Emanuel Ax plays Chopin and Schumann in recital

Dependability isn't necessarily the greatest compliment in classical music, but in Emanuel Ax's case, it's dependability of the highest order.


Figure 1. Extinct volcano: High degree of dependability; they’re also often fun to look at.


Figure 2a. Dormant volcano: Not so dependable


Figure 2b. But deathly exciting!


Figure 3. Active volcano: Also a high degree of dependability, plus, “meh.”


Okay. I’m going to go out on I limb, here, and offer an interpretation, because, hey, we’ve got to start somewhere and this could be interpreted in any number of ways. So, here is how I read it: Emanuel Ax brings a dependable quality to his performances. That seems reasonable, I think. Sure. Why not?

Outbursts of musical temperament do indeed happen...

Implying: dependability really means flat, monotone, or tempered. But then again, what the hell is “flatness of the highest order” supposed to mean? Let’s see. Or more likely, let’s not and say we did.

Outbursts of musical temperament do indeed happen with this 60-year-old pianist, but you don't feel as if you've missed anything when the repertoire requires and receives a genteel veneer [...]

Weird. It’s as if scores impart information. And who knew that performers actually follow what’s on the printed page? Geesh! The more you know...

To continue, Ax’s flat (?) dependability is interrupted by outbursts, which tend (?) to obscure genteel “things” written in the score, which are subsequently played. Clear enough. [Ahem]

But that doesn't mean Ax was glossy.

Right! He had “outbursts of musical temperament,” remember? Or were those written in the score, too, implying that the outbursts were independent of the score?

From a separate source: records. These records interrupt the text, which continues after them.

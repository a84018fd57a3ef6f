//! Handles for talking to the session actor.

use std::fmt;
use std::sync::Arc;

use tokio::sync::{mpsc, oneshot, watch};

use super::commands::{EngineEvent, SessionCommand, SessionError};
use crate::pieces::{ByteSpan, PieceIndex, PieceStore};
use crate::scheduler::DownloadScheduler;
use crate::stats::{FileStats, SessionStats, Speed};
use crate::streaming::{ContentSource, SeekableByteSource, StreamingError, WaitHook};

/// Handle for communicating with a session actor.
///
/// Cheap to clone and safe to share across tasks.
#[derive(Clone)]
pub struct SessionHandle {
    sender: mpsc::Sender<SessionCommand>,
    events: EngineEventSender,
    store: Arc<PieceStore>,
    download_rate: watch::Receiver<Speed>,
    upload_rate: watch::Receiver<Speed>,
}

impl SessionHandle {
    pub(crate) fn new(
        sender: mpsc::Sender<SessionCommand>,
        events: EngineEventSender,
        store: Arc<PieceStore>,
        download_rate: watch::Receiver<Speed>,
        upload_rate: watch::Receiver<Speed>,
    ) -> Self {
        Self {
            sender,
            events,
            store,
            download_rate,
            upload_rate,
        }
    }

    /// Opens the file occupying `span` and starts scheduling its pieces.
    /// Opening the same name again returns the existing handle.
    ///
    /// # Errors
    /// - `SessionError::InvalidFileSpan` - Span is empty or runs past the torrent
    /// - `SessionError::SessionClosed` - Actor has shut down
    pub async fn open_file(
        &self,
        name: impl Into<String>,
        span: ByteSpan,
    ) -> Result<FileHandle, SessionError> {
        let (responder, rx) = oneshot::channel();
        let cmd = SessionCommand::OpenFile {
            name: name.into(),
            span,
            responder,
        };

        self.sender
            .send(cmd)
            .await
            .map_err(|_| SessionError::SessionClosed)?;

        rx.await.map_err(|_| SessionError::SessionClosed)?
    }

    /// Totals across all opened files plus current transfer rates.
    ///
    /// # Errors
    /// - `SessionError::SessionClosed` - Actor has shut down
    pub async fn stats(&self) -> Result<SessionStats, SessionError> {
        let (responder, rx) = oneshot::channel();
        let cmd = SessionCommand::Stats { responder };

        self.sender
            .send(cmd)
            .await
            .map_err(|_| SessionError::SessionClosed)?;

        rx.await.map_err(|_| SessionError::SessionClosed)
    }

    /// Stops the actor. Already opened files keep working for reads but
    /// their schedulers stop receiving engine events.
    ///
    /// # Errors
    /// - `SessionError::SessionClosed` - Actor had already shut down
    pub async fn shutdown(&self) -> Result<(), SessionError> {
        let (responder, rx) = oneshot::channel();
        let cmd = SessionCommand::Shutdown { responder };

        self.sender
            .send(cmd)
            .await
            .map_err(|_| SessionError::SessionClosed)?;

        rx.await.map_err(|_| SessionError::SessionClosed)
    }

    /// Sender for native engine callbacks.
    pub fn events(&self) -> EngineEventSender {
        self.events.clone()
    }

    pub fn store(&self) -> &Arc<PieceStore> {
        &self.store
    }

    /// Shared download rate stream.
    pub fn download_rate(&self) -> watch::Receiver<Speed> {
        self.download_rate.clone()
    }

    /// Shared upload rate stream.
    pub fn upload_rate(&self) -> watch::Receiver<Speed> {
        self.upload_rate.clone()
    }
}

/// Thread-safe, non-blocking entry point for native engine callbacks.
///
/// Every method only enqueues; none of them touch scheduler or store state
/// directly.
#[derive(Debug, Clone)]
pub struct EngineEventSender {
    sender: mpsc::UnboundedSender<EngineEvent>,
}

impl EngineEventSender {
    pub(crate) fn new(sender: mpsc::UnboundedSender<EngineEvent>) -> Self {
        Self { sender }
    }

    /// # Errors
    /// - `SessionError::SessionClosed` - Actor has shut down
    pub fn send(&self, event: EngineEvent) -> Result<(), SessionError> {
        self.sender
            .send(event)
            .map_err(|_| SessionError::SessionClosed)
    }

    pub fn piece_downloaded(&self, piece_index: PieceIndex) -> Result<(), SessionError> {
        self.send(EngineEvent::PieceDownloaded { piece_index })
    }

    pub fn piece_downloading(&self, piece_index: PieceIndex) -> Result<(), SessionError> {
        self.send(EngineEvent::PieceDownloading { piece_index })
    }

    pub fn torrent_checked(&self) -> Result<(), SessionError> {
        self.send(EngineEvent::TorrentChecked)
    }

    pub fn torrent_resumed(&self) -> Result<(), SessionError> {
        self.send(EngineEvent::TorrentResumed)
    }

    pub fn all_pieces_cached(&self) -> Result<(), SessionError> {
        self.send(EngineEvent::AllPiecesCached)
    }

    pub fn counters(&self, downloaded: u64, uploaded: u64) -> Result<(), SessionError> {
        self.send(EngineEvent::Counters {
            downloaded,
            uploaded,
        })
    }
}

/// One opened file of a session.
///
/// Does not keep the session alive: once every [`SessionHandle`] is gone,
/// [`FileHandle::close`] reports `SessionClosed`, while reads of finished
/// pieces keep working.
#[derive(Clone)]
pub struct FileHandle {
    id: u64,
    name: Arc<str>,
    span: ByteSpan,
    store: Arc<PieceStore>,
    content: Arc<dyn ContentSource>,
    scheduler: Arc<DownloadScheduler>,
    sender: mpsc::WeakSender<SessionCommand>,
    read_ahead: u64,
}

impl FileHandle {
    #[allow(clippy::too_many_arguments)]
    pub(crate) fn new(
        id: u64,
        name: Arc<str>,
        span: ByteSpan,
        store: Arc<PieceStore>,
        content: Arc<dyn ContentSource>,
        scheduler: Arc<DownloadScheduler>,
        sender: mpsc::WeakSender<SessionCommand>,
        read_ahead: u64,
    ) -> Self {
        Self {
            id,
            name,
            span,
            store,
            content,
            scheduler,
            sender,
            read_ahead,
        }
    }

    /// Session-unique id, never reused after close.
    pub fn id(&self) -> u64 {
        self.id
    }

    pub fn name(&self) -> &str {
        &self.name
    }

    pub fn span(&self) -> ByteSpan {
        self.span
    }

    pub fn scheduler(&self) -> &Arc<DownloadScheduler> {
        &self.scheduler
    }

    /// New reader positioned at the start of the file. A reader blocked on a
    /// piece pulls the scheduler's priorities to that piece.
    ///
    /// # Errors
    /// - `StreamingError::Piece` - If the file span no longer fits the store
    pub fn open_source(&self) -> Result<SeekableByteSource, StreamingError> {
        let scheduler = Arc::clone(&self.scheduler);
        let hook: WaitHook = Arc::new(move |index| {
            scheduler.on_seek(index);
        });
        let source = SeekableByteSource::for_span(
            Arc::clone(&self.store),
            Arc::clone(&self.content),
            self.span,
        )?;
        Ok(source.with_wait_hook(hook).with_read_ahead(self.read_ahead))
    }

    pub fn stats(&self) -> FileStats {
        FileStats::from_store(&self.store, self.span)
    }

    /// Stops requesting this file's pieces until [`FileHandle::resume`].
    pub fn pause(&self) {
        self.scheduler.pause();
    }

    pub fn resume(&self) {
        self.scheduler.resume();
    }

    pub fn is_paused(&self) -> bool {
        self.scheduler.is_paused()
    }

    /// Waits until every piece of the file is scheduled and done.
    pub async fn await_finished(&self) {
        self.scheduler.wait_finished().await;
    }

    /// Removes the file from the session and withdraws its priorities. Its
    /// scheduler stops receiving engine events; opening the same name again
    /// starts a fresh one. Closing twice is harmless.
    ///
    /// # Errors
    /// - `SessionError::SessionClosed` - Actor has shut down
    pub async fn close(&self) -> Result<(), SessionError> {
        let sender = self.sender.upgrade().ok_or(SessionError::SessionClosed)?;
        let (responder, rx) = oneshot::channel();
        let cmd = SessionCommand::CloseFile {
            file_id: self.id,
            responder,
        };

        sender
            .send(cmd)
            .await
            .map_err(|_| SessionError::SessionClosed)?;

        let was_open = rx.await.map_err(|_| SessionError::SessionClosed)?;
        if !was_open {
            tracing::debug!("File {} was already closed", self.name);
        }
        Ok(())
    }
}

impl fmt::Debug for FileHandle {
    fn fmt(&self, f: &mut fmt::Formatter<'_>) -> fmt::Result {
        f.debug_struct("FileHandle")
            .field("id", &self.id)
            .field("name", &self.name)
            .field("span", &self.span)
            .finish()
    }
}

The Schumann selections showed the composer at his most lyrical, though even amid the extravagant outpouring of the Fantasy in C, Ax revealed glimpses of the composer's darker side, as if to show how his musical love letter to Clara Wieck (his future wife) was just one side of a passionate personality that at its most benign retreated into the world of E.T.A. Hoffmann's scary fairies, and in future years would drive him to attempt suicide.

I think Lacan would have something to say about Schumann’s fulfilled desire for Clara.


Figure 4. No objet petit a for you!


As happens from time to time, or simply all the time, the issue, I think, is that composer and performer--more appropriately, interpreter—are being confused. Is Ax being temperamental? Or is Schumann being temperamental?

More on point, if Ax is being temperamental, then what the fuck is this dependability thing?

Those were only glimpses, however.

Well, maybe Ax is dependable in that regard. You know, making sure those glimpses (which are flat and/or glossy?) aren’t obscured by his own outbursts.

Ax doesn't impose retrospective anachronisms onto music.


Figure 5. Powerpoint slide from Advanced Criticism, Week 4: Knot Tying


Where were we, again? Oh right: Huh?

Because the first movement's burst of C-major exaltation is the sort that even geniuses...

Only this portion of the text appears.